[Collected data entries]
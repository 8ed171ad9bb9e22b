use crossterm::event::Event;
use ratatui::Frame;

use crate::tui::Tui;

/// Trait for TUI applications.
///
/// Applications executed by `Tui::run()` must implement this trait.
pub trait App {
    /// Initializes the application.
    ///
    /// Called at the start of `Tui::run()`. Use this to configure the tick rate.
    fn init(&mut self, tui: &mut Tui);

    /// Returns whether the application should exit.
    fn should_exit(&self) -> bool;

    /// Handles terminal events (key input, resize, etc.).
    fn handle_event(&mut self, tui: &mut Tui, event: &Event);

    /// Draws the screen.
    fn draw(&self, frame: &mut Frame);

    /// Advances the application by one tick.
    fn update(&mut self, tui: &mut Tui);
}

§ **WHAT THE TASK REQUIRES**
An exact copy is needed of the lines from the one containing "by one tick." through the end of the records.

§ **RESULT BELOW**
    /// Advances the application by one tick.
    fn update(&mut self, tui: &mut Tui);
}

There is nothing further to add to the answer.